Small patch that is worn in front of an eye

An eyepatch is a small patch that is worn in front of one eye. It may be a cloth patch attached around the head by an elastic band or by a string, an adhesive bandage, or a plastic device which is clipped to a pair of glasses. It is often worn by people to cover a lost, infected, or injured eye, but it also has a therapeutic use in children for the treatment of amblyopia. Eyepatches used to block light while sleeping are referred to as a sleep mask.
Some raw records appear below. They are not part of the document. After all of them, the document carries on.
//! Trip model shared by the mock backend and the client data layer.

use std::collections::HashSet;

use serde::{Deserialize, Deserializer, Serialize};

/// Title given to trips created without one.
pub const DEFAULT_TITLE: &str = "Untitled";

/// Geographic position of a trip.
#[derive(Debug, Clone, Copy, Serialize, Deserialize, PartialEq, Default)]
pub struct TripLocation {
    pub lat: f64,
    pub lng: f64,
}

/// A journal trip.
///
/// `photos` only ever grows by appending, so its order is upload order.
#[derive(Debug, Clone, Serialize, Deserialize, PartialEq)]
#[serde(rename_all = "camelCase")]
pub struct Trip {
    #[serde(deserialize_with = "string_or_number")]
    pub id: String,
    #[serde(default)]
    pub title: String,
    #[serde(default)]
    pub destination: String,
    #[serde(default)]
    pub start_date: String,
    #[serde(default)]
    pub end_date: String,
    #[serde(default)]
    pub description: String,
    #[serde(default, skip_serializing_if = "Option::is_none")]
    pub image: Option<String>,
    #[serde(default)]
    pub photos: Vec<String>,
    #[serde(default)]
    pub location: TripLocation,
}

impl Trip {
    /// Build a trip from a create request, filling the server defaults.
    pub fn from_request(id: String, request: &CreateTripRequest) -> Self {
        Self {
            id,
            title: request
                .title
                .clone()
                .filter(|t| !t.is_empty())
                .unwrap_or_else(|| DEFAULT_TITLE.to_string()),
            destination: request.destination.clone().unwrap_or_default(),
            start_date: request.start_date.clone().unwrap_or_default(),
            end_date: request.end_date.clone().unwrap_or_default(),
            description: request.description.clone().unwrap_or_default(),
            image: request.image.clone().filter(|i| !i.is_empty()),
            photos: request.photos.clone(),
            location: request.location.unwrap_or_default(),
        }
    }

    /// Country part of the destination: the second comma-separated segment, untrimmed.
    pub fn country(&self) -> Option<&str> {
        self.destination.split(',').nth(1)
    }
}

/// Request body for creating a trip. Also used by the client as the trip draft.
#[derive(Debug, Clone, Serialize, Deserialize, PartialEq, Default)]
#[serde(rename_all = "camelCase")]
pub struct CreateTripRequest {
    #[serde(default, skip_serializing_if = "Option::is_none")]
    pub title: Option<String>,
    #[serde(default, skip_serializing_if = "Option::is_none")]
    pub destination: Option<String>,
    #[serde(default, skip_serializing_if = "Option::is_none")]
    pub start_date: Option<String>,
    #[serde(default, skip_serializing_if = "Option::is_none")]
    pub end_date: Option<String>,
    #[serde(default, skip_serializing_if = "Option::is_none")]
    pub description: Option<String>,
    #[serde(default, skip_serializing_if = "Option::is_none")]
    pub image: Option<String>,
    #[serde(default, deserialize_with = "photos_or_empty")]
    pub photos: Vec<String>,
    #[serde(default, skip_serializing_if = "Option::is_none")]
    pub location: Option<TripLocation>,
}

/// Request body for appending a photo to a trip.
#[derive(Debug, Clone, Serialize, Deserialize, Default)]
pub struct AddPhotoRequest {
    #[serde(default)]
    pub uri: Option<String>,
}

/// Response body of a photo append.
#[derive(Debug, Clone, Serialize, Deserialize)]
pub struct PhotosResponse {
    pub ok: bool,
    pub photos: Vec<String>,
}

/// Aggregate counters derived from the full trip collection.
#[derive(Debug, Clone, Copy, Serialize, Deserialize, PartialEq, Eq, Default)]
#[serde(rename_all = "camelCase")]
pub struct TripStatistics {
    pub total_trips: usize,
    pub total_photos: usize,
    pub total_countries: usize,
}

impl TripStatistics {
    /// Compute the statistics projection of a trip collection.
    ///
    /// Destinations without a comma all share one "missing" country entry.
    pub fn from_trips(trips: &[Trip]) -> Self {
        let countries: HashSet<Option<&str>> = trips.iter().map(Trip::country).collect();

        Self {
            total_trips: trips.len(),
            total_photos: trips.iter().map(|t| t.photos.len()).sum(),
            total_countries: countries.len(),
        }
    }
}

/// Ids written by older clients may be numeric.
fn string_or_number<'de, D>(deserializer: D) -> Result<String, D::Error>
where
    D: Deserializer<'de>,
{
    match serde_json::Value::deserialize(deserializer)? {
        serde_json::Value::String(s) => Ok(s),
        serde_json::Value::Number(n) => Ok(n.to_string()),
        other => Err(serde::de::Error::invalid_type(
            serde::de::Unexpected::Other(&other.to_string()),
            &"a string or number id",
        )),
    }
}

/// Anything other than an array of strings becomes an empty photo list.
fn photos_or_empty<'de, D>(deserializer: D) -> Result<Vec<String>, D::Error>
where
    D: Deserializer<'de>,
{
    let value = serde_json::Value::deserialize(deserializer)?;
    Ok(match value {
        serde_json::Value::Array(items) => items
            .into_iter()
            .filter_map(|item| match item {
                serde_json::Value::String(s) => Some(s),
                _ => None,
            })
            .collect(),
        _ => Vec::new(),
    })
}
//! Activity API endpoints.

use axum::extract::State;

use super::{success, ApiResult, DataResponse};
use crate::models::Activity;
use crate::AppState;

/// GET /activities - List the activity feed.
pub async fn list_activities(
    State(state): State<AppState>,
) -> ApiResult<DataResponse<Vec<Activity>>> {
    success(state.repo.list_activities())
}
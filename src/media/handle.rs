use std::sync::Arc;

#[derive(Clone, Debug)]
/// One drawable frame in premultiplied RGBA8 form.
pub struct MediaFrame {
    /// Width in pixels.
    pub width: u32,
    /// Height in pixels.
    pub height: u32,
    /// Pixel bytes in row-major premultiplied RGBA8.
    pub rgba8_premul: Arc<Vec<u8>>,
    /// Increments whenever the handle publishes new pixels. Renderers key caches on it.
    pub generation: u64,
}

impl MediaFrame {
    /// Whether the byte length matches the declared dimensions.
    pub fn is_well_formed(&self) -> bool {
        self.width > 0
            && self.height > 0
            && self.rgba8_premul.len() == self.width as usize * self.height as usize * 4
    }
}

/// A playable or displayable media resource.
///
/// Both methods are polled from the render loop once per frame and must not block.
pub trait MediaHandle: Send {
    /// Whether [`MediaHandle::current_frame`] would return a frame now.
    fn is_ready(&self) -> bool;

    /// Latest drawable frame, or `None` while not ready (or after a permanent failure).
    fn current_frame(&self) -> Option<MediaFrame>;
}

/// A decoded still image. Always ready.
#[derive(Clone, Debug)]
pub struct StillImage {
    frame: MediaFrame,
}

impl StillImage {
    pub fn new(frame: MediaFrame) -> Self {
        Self { frame }
    }

    /// Solid-color image, handy for tests and calibration patterns.
    pub fn solid(width: u32, height: u32, rgba8_premul: [u8; 4]) -> Self {
        let mut data = Vec::with_capacity(width as usize * height as usize * 4);
        for _ in 0..(width as usize * height as usize) {
            data.extend_from_slice(&rgba8_premul);
        }
        Self::new(MediaFrame {
            width,
            height,
            rgba8_premul: Arc::new(data),
            generation: 0,
        })
    }

    pub fn frame(&self) -> &MediaFrame {
        &self.frame
    }
}

impl MediaHandle for StillImage {
    fn is_ready(&self) -> bool {
        self.frame.is_well_formed()
    }

    fn current_frame(&self) -> Option<MediaFrame> {
        self.is_ready().then(|| self.frame.clone())
    }
}

/// A handle that never becomes ready. Stands in for sources whose media failed to open.
#[derive(Clone, Copy, Debug, Default)]
pub struct Unavailable;

impl MediaHandle for Unavailable {
    fn is_ready(&self) -> bool {
        false
    }

    fn current_frame(&self) -> Option<MediaFrame> {
        None
    }
}
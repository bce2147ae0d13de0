use super::*;
use crate::foundation::config::EditorConfig;
use crate::media::handle::{StillImage, Unavailable};
use crate::media::registry::MediaKind;
use crate::surface::model::SurfaceProps;

fn session() -> EditorSession {
    EditorSession::new(EditorConfig::default(), Viewport::new(400, 300).unwrap())
}

fn label_of(op: &SurfaceOp) -> Option<&str> {
    op.overlay
        .as_ref()
        .and_then(|o| o.label.as_ref())
        .map(|(_, t)| t.as_str())
}

#[test]
fn ready_media_compiles_to_affine_fill() {
    let mut p = Project::new(10);
    let src = p
        .sources_mut()
        .add("a.png", MediaKind::Image, Box::new(StillImage::solid(4, 2, [1, 2, 3, 255])));
    p.add_surface(10.0, 20.0, 40.0, 20.0, &src).unwrap();

    let plan = compile_frame(&p, &session());
    let op = &plan.surfaces[0];
    let SurfaceFill::Media { transform, frame, .. } = &op.fill else {
        panic!("expected media fill");
    };
    assert_eq!(frame.width, 4);
    assert_eq!(*transform * Point::new(4.0, 2.0), Point::new(50.0, 40.0));
    assert_eq!(label_of(op), None);
}

#[test]
fn placeholder_labels_describe_why() {
    let mut p = Project::new(10);
    let pending = p
        .sources_mut()
        .add("a-very-long-video-name.mp4", MediaKind::Video, Box::new(Unavailable));
    let gone = p
        .sources_mut()
        .add("gone.png", MediaKind::Image, Box::new(Unavailable));
    let a = p.add_surface(0.0, 0.0, 10.0, 10.0, &pending).unwrap();
    let b = p.add_surface(0.0, 0.0, 10.0, 10.0, &gone).unwrap();
    p.remove_source(&gone);

    let c = p.add_surface(0.0, 0.0, 10.0, 10.0, &pending).unwrap();
    p.rebind_source(&c, None).unwrap();

    let plan = compile_frame(&p, &session());
    let by_id = |id: &SurfaceId| plan.surfaces.iter().find(|op| &op.surface == id).unwrap();
    assert_eq!(label_of(by_id(&a)), Some("a-very-long-vid"));
    assert_eq!(label_of(by_id(&b)), Some("missing source"));
    assert_eq!(label_of(by_id(&c)), Some("no source"));
    assert!(matches!(by_id(&a).fill, SurfaceFill::Placeholder { .. }));
}

#[test]
fn live_mode_drops_grid_overlays_and_feather() {
    let mut p = Project::new(10);
    let src = p
        .sources_mut()
        .add("a.png", MediaKind::Image, Box::new(Unavailable));
    let id = p.add_surface(0.0, 0.0, 100.0, 100.0, &src).unwrap();
    p.set_surface_props(
        &id,
        SurfaceProps {
            feather: Some(20.0),
            ..SurfaceProps::default()
        },
    )
    .unwrap();

    let mut s = session();
    let edit = compile_frame(&p, &s);
    assert_eq!(edit.grid, Some(20.0));
    assert!(edit.surfaces[0].overlay.is_some());
    assert!(edit.surfaces[0].feather.is_some());

    let vp = s.viewport();
    s.enter_live(&mut p, vp);
    let live = compile_frame(&p, &s);
    assert_eq!(live.grid, None);
    assert!(live.surfaces[0].overlay.is_none());
    assert!(live.surfaces[0].feather.is_none());
    assert!(matches!(live.surfaces[0].fill, SurfaceFill::Placeholder { .. }));
}

#[test]
fn selected_surface_gets_highlight_outline() {
    let mut p = Project::new(10);
    let src = p
        .sources_mut()
        .add("a.png", MediaKind::Image, Box::new(Unavailable));
    let a = p.add_surface(0.0, 0.0, 10.0, 10.0, &src).unwrap();
    p.add_surface(20.0, 0.0, 10.0, 10.0, &src).unwrap();
    let mut s = session();
    s.select(Some(a));

    let plan = compile_frame(&p, &s);
    let outline = |i: usize| plan.surfaces[i].overlay.as_ref().unwrap().outline_rgba;
    assert_eq!(outline(0), SELECTED_RGBA);
    assert_eq!(outline(1), OUTLINE_RGBA);
}

#[test]
fn paint_order_follows_insertion_order() {
    let mut p = Project::new(10);
    let src = p
        .sources_mut()
        .add("a.png", MediaKind::Image, Box::new(Unavailable));
    let ids: Vec<_> = (0..3)
        .map(|i| p.add_surface(f64::from(i), 0.0, 5.0, 5.0, &src).unwrap())
        .collect();
    let plan = compile_frame(&p, &session());
    let order: Vec<_> = plan.surfaces.iter().map(|op| op.surface.clone()).collect();
    assert_eq!(order, ids);
}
An eyepad or eye pad is a soft medical dressing that can be applied over an eye to protect it. It is not necessarily the same as an eyepatch.

==History==
In the years before advanced medicine and surgery, eyepatches were common for people who had a lost or injured eye. They were particularly prevalent among members of dangerous occupations, such as soldiers and sailors who could lose an eye in battle. While stereotypically associated with pirates, there is no evidence to suggest the historical accuracy of eye patch wearing pirates before several popular novels of the 19th century (see Association with pirates below).

==Medical uses==

===Amblyopia===
Eye patching is used in the orthoptic management of children at risk of lazy eye (amblyopia), especially strabismic or anisometropic amblyopia. These conditions can cause visual suppression of areas of the dissimilar images by the brain such as to avoid diplopia, resulting in a loss of visual acuity in the suppressed eye and in extreme cases in blindness in an otherwise functional eye. Patching the good eye forces the amblyopic eye to function, thereby causing vision in that eye to be retained. It is important to perform "near activities" (such as reading or handiwork) when patched, thereby exercising active, attentive vision.

A study provided evidence that children treated for amblyopia with eye patching had lower self-perception of social acceptance. To prevent a child from being socially marginalized by their peers due to wearing an eye patch, atropine eye drops may be used instead. This induces temporary blurring in the treated eye.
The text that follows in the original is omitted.